= Exercise goal =
Beneath this instruction is a block of data; output from it exactly the lines that run from the one containing "if !current.is_empty() &&" through the one containing "let mut after: Option<String>", inclusive.

--- Data shown Enclosed Below ---

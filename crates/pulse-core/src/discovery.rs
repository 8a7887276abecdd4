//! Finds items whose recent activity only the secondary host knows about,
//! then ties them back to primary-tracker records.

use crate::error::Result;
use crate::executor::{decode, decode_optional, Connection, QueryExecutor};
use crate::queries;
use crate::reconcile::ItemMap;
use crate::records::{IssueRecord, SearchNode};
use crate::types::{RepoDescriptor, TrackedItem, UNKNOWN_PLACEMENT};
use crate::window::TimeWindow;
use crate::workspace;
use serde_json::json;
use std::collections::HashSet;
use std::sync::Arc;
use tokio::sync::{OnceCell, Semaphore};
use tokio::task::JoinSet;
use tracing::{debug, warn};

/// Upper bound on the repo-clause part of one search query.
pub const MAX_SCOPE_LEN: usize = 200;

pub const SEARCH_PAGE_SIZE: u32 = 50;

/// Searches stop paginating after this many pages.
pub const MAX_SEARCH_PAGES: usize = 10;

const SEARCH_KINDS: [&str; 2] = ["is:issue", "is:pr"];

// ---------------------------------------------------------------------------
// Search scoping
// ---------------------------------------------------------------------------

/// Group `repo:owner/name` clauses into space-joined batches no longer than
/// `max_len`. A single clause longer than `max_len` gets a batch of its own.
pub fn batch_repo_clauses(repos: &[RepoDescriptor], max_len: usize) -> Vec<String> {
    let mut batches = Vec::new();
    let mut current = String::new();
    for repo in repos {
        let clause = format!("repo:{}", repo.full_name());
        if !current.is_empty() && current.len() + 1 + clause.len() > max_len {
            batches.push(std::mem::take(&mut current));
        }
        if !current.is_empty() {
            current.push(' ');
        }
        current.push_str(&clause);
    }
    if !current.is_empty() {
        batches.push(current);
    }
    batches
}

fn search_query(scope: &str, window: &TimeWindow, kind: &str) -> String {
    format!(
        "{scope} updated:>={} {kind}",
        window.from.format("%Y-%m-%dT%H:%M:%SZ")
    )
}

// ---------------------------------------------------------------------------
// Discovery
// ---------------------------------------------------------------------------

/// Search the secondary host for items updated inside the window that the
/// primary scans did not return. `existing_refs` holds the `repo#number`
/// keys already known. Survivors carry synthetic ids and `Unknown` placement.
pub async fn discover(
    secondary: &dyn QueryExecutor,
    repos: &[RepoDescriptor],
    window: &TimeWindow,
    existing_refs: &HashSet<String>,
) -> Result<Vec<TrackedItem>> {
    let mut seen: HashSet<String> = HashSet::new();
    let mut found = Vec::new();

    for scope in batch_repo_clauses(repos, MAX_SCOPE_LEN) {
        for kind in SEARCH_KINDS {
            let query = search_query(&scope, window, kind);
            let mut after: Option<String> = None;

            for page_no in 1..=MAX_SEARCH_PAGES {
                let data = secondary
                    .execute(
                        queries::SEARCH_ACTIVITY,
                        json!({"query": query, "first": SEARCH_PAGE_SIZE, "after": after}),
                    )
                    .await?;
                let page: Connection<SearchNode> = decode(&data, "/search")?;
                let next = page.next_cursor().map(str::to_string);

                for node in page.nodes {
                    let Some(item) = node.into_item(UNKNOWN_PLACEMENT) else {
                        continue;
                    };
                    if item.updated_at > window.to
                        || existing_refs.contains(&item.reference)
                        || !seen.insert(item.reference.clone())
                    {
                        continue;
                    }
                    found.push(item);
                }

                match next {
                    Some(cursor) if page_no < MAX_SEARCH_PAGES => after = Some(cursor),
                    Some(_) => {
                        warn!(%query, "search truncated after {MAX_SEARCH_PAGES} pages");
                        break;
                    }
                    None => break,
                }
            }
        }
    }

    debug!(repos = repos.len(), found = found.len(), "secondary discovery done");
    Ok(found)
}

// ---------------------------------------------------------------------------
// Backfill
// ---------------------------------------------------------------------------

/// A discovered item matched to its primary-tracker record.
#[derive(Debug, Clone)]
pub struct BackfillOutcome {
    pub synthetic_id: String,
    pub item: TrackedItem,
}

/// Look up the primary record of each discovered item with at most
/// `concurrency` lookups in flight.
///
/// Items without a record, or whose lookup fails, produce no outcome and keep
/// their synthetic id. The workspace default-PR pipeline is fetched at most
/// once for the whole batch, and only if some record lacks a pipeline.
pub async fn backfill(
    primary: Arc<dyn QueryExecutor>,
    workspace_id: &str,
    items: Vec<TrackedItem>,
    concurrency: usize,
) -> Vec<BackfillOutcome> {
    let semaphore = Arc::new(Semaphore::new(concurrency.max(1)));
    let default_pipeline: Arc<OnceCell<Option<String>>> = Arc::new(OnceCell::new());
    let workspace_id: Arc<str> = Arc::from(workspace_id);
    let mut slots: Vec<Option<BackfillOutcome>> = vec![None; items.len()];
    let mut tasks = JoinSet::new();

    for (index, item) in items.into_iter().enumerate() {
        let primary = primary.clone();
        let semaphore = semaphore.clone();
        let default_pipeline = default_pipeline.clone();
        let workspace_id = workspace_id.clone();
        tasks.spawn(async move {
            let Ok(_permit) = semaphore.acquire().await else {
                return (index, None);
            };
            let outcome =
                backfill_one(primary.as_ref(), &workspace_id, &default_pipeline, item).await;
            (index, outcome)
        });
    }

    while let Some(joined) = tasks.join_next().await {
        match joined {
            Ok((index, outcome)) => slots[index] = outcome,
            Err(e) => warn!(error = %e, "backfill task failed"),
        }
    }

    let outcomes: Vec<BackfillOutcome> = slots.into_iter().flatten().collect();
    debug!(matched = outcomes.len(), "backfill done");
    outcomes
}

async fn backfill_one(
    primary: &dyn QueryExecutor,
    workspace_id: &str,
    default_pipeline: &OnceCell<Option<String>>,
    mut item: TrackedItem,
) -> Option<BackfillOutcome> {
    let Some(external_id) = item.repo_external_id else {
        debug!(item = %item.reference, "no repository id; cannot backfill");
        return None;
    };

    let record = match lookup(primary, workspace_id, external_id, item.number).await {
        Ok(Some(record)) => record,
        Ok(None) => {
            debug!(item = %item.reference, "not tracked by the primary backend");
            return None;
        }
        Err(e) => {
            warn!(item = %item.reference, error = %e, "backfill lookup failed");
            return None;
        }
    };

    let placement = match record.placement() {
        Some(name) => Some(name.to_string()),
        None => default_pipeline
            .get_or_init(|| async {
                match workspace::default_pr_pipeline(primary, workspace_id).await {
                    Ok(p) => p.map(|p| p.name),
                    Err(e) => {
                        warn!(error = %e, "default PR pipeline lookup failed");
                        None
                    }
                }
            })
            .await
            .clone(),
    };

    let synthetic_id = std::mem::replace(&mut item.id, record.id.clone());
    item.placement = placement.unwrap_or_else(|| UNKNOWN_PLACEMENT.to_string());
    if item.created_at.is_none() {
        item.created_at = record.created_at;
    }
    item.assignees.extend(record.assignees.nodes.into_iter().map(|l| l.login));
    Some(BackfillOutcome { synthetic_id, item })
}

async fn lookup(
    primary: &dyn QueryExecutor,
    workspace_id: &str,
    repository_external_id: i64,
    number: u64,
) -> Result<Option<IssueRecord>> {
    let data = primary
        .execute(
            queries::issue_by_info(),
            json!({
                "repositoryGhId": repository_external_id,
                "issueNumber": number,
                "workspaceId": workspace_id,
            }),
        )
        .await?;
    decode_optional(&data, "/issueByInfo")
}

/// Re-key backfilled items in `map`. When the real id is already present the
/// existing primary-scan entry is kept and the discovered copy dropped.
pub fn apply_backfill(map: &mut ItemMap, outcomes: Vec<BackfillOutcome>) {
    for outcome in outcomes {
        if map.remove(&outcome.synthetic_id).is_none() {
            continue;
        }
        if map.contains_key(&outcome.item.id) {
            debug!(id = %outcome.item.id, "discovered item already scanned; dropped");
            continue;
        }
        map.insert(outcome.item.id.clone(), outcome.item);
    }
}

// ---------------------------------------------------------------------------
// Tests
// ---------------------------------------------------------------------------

--- End of Enclosed Data shown ---
--- Data shown Enclosed Below ---

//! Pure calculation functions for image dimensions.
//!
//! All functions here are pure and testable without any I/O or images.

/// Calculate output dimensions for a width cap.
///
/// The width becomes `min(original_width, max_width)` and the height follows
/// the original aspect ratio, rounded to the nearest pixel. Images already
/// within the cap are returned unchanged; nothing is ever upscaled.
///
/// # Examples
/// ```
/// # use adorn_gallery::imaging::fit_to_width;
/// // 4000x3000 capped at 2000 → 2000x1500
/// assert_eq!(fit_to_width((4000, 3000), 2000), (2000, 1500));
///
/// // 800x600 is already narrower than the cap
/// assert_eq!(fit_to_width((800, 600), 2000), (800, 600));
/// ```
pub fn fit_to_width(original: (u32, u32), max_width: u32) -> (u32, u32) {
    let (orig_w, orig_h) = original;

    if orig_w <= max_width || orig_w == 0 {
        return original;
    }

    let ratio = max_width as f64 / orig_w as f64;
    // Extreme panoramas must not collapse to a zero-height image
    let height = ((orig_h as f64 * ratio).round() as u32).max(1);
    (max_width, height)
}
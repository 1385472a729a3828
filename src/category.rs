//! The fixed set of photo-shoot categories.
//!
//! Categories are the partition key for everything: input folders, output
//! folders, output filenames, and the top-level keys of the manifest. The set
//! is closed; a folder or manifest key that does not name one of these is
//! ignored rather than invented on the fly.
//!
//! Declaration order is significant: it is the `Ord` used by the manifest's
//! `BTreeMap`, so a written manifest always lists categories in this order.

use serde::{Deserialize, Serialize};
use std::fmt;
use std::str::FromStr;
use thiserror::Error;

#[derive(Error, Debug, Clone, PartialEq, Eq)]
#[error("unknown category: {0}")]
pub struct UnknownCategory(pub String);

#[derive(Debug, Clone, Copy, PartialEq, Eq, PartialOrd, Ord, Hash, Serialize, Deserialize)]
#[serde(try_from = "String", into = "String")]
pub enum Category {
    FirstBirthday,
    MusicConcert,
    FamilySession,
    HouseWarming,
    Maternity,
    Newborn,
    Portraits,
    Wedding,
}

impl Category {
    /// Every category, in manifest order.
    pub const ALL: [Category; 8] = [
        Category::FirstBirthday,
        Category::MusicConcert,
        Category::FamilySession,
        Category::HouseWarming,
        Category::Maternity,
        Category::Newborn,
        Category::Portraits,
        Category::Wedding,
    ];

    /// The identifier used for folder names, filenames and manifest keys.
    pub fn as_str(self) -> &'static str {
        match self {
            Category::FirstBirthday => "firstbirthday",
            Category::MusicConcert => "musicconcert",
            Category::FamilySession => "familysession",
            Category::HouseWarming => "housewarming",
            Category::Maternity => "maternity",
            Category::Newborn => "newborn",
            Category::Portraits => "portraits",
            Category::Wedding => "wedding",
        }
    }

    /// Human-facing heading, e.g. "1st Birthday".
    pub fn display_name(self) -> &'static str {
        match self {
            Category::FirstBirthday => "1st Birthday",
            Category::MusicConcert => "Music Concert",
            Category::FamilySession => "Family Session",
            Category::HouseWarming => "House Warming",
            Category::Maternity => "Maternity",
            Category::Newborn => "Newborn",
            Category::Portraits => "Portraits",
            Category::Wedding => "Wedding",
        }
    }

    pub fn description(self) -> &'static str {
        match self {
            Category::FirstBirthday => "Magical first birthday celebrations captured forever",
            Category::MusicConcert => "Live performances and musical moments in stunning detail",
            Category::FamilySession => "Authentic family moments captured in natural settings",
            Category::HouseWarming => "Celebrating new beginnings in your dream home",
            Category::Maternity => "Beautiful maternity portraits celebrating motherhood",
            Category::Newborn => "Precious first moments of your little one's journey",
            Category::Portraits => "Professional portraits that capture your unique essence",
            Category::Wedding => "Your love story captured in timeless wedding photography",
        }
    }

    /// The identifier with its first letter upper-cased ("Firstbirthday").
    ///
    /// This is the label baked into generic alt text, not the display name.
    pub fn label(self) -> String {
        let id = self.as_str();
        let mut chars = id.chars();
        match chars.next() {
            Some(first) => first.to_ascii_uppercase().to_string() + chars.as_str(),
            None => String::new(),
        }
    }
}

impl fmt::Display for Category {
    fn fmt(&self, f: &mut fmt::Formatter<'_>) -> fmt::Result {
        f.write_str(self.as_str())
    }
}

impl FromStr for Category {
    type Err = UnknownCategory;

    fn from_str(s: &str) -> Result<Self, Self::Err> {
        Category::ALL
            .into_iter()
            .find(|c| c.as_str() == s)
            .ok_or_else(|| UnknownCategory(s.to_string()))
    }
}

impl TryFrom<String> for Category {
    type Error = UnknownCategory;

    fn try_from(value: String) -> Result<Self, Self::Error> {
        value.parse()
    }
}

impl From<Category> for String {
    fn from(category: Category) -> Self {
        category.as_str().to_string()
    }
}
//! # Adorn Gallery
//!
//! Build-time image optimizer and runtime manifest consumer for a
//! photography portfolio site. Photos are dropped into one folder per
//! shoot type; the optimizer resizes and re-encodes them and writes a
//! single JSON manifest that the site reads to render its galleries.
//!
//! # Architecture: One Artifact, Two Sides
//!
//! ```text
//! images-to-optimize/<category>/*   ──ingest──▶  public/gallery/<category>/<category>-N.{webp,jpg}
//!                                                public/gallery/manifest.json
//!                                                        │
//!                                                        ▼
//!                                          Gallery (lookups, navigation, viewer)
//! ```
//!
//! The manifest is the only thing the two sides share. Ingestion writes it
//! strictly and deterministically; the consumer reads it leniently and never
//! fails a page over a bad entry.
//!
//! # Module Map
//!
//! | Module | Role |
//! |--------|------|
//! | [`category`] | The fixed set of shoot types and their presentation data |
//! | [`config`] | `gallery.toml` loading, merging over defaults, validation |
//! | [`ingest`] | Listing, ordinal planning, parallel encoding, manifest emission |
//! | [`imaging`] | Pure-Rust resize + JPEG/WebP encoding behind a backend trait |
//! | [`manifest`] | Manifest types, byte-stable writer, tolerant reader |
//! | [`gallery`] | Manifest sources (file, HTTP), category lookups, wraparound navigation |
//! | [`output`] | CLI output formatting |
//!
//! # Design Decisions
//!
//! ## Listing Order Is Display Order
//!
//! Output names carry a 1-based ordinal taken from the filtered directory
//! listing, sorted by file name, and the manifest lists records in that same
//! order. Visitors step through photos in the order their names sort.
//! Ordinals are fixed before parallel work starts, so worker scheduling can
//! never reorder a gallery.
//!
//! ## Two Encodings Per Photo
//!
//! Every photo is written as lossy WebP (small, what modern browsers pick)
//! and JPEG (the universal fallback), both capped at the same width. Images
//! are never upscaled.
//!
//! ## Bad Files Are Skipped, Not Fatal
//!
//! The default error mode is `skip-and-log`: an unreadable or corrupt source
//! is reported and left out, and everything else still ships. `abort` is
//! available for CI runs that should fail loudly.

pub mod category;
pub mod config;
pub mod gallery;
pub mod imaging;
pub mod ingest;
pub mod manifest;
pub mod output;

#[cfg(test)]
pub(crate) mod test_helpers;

--- End of Enclosed Data shown ---

= Response to this exercise =
        if !current.is_empty() && current.len() + 1 + clause.len() > max_len {
            batches.push(std::mem::take(&mut current));
        }
        if !current.is_empty() {
            current.push(' ');
        }
        current.push_str(&clause);
    }
    if !current.is_empty() {
        batches.push(current);
    }
    batches
}

fn search_query(scope: &str, window: &TimeWindow, kind: &str) -> String {
    format!(
        "{scope} updated:>={} {kind}",
        window.from.format("%Y-%m-%dT%H:%M:%SZ")
    )
}

// ---------------------------------------------------------------------------
// Discovery
// ---------------------------------------------------------------------------

/// Search the secondary host for items updated inside the window that the
/// primary scans did not return. `existing_refs` holds the `repo#number`
/// keys already known. Survivors carry synthetic ids and `Unknown` placement.
pub async fn discover(
    secondary: &dyn QueryExecutor,
    repos: &[RepoDescriptor],
    window: &TimeWindow,
    existing_refs: &HashSet<String>,
) -> Result<Vec<TrackedItem>> {
    let mut seen: HashSet<String> = HashSet::new();
    let mut found = Vec::new();

    for scope in batch_repo_clauses(repos, MAX_SCOPE_LEN) {
        for kind in SEARCH_KINDS {
            let query = search_query(&scope, window, kind);
            let mut after: Option<String> = None;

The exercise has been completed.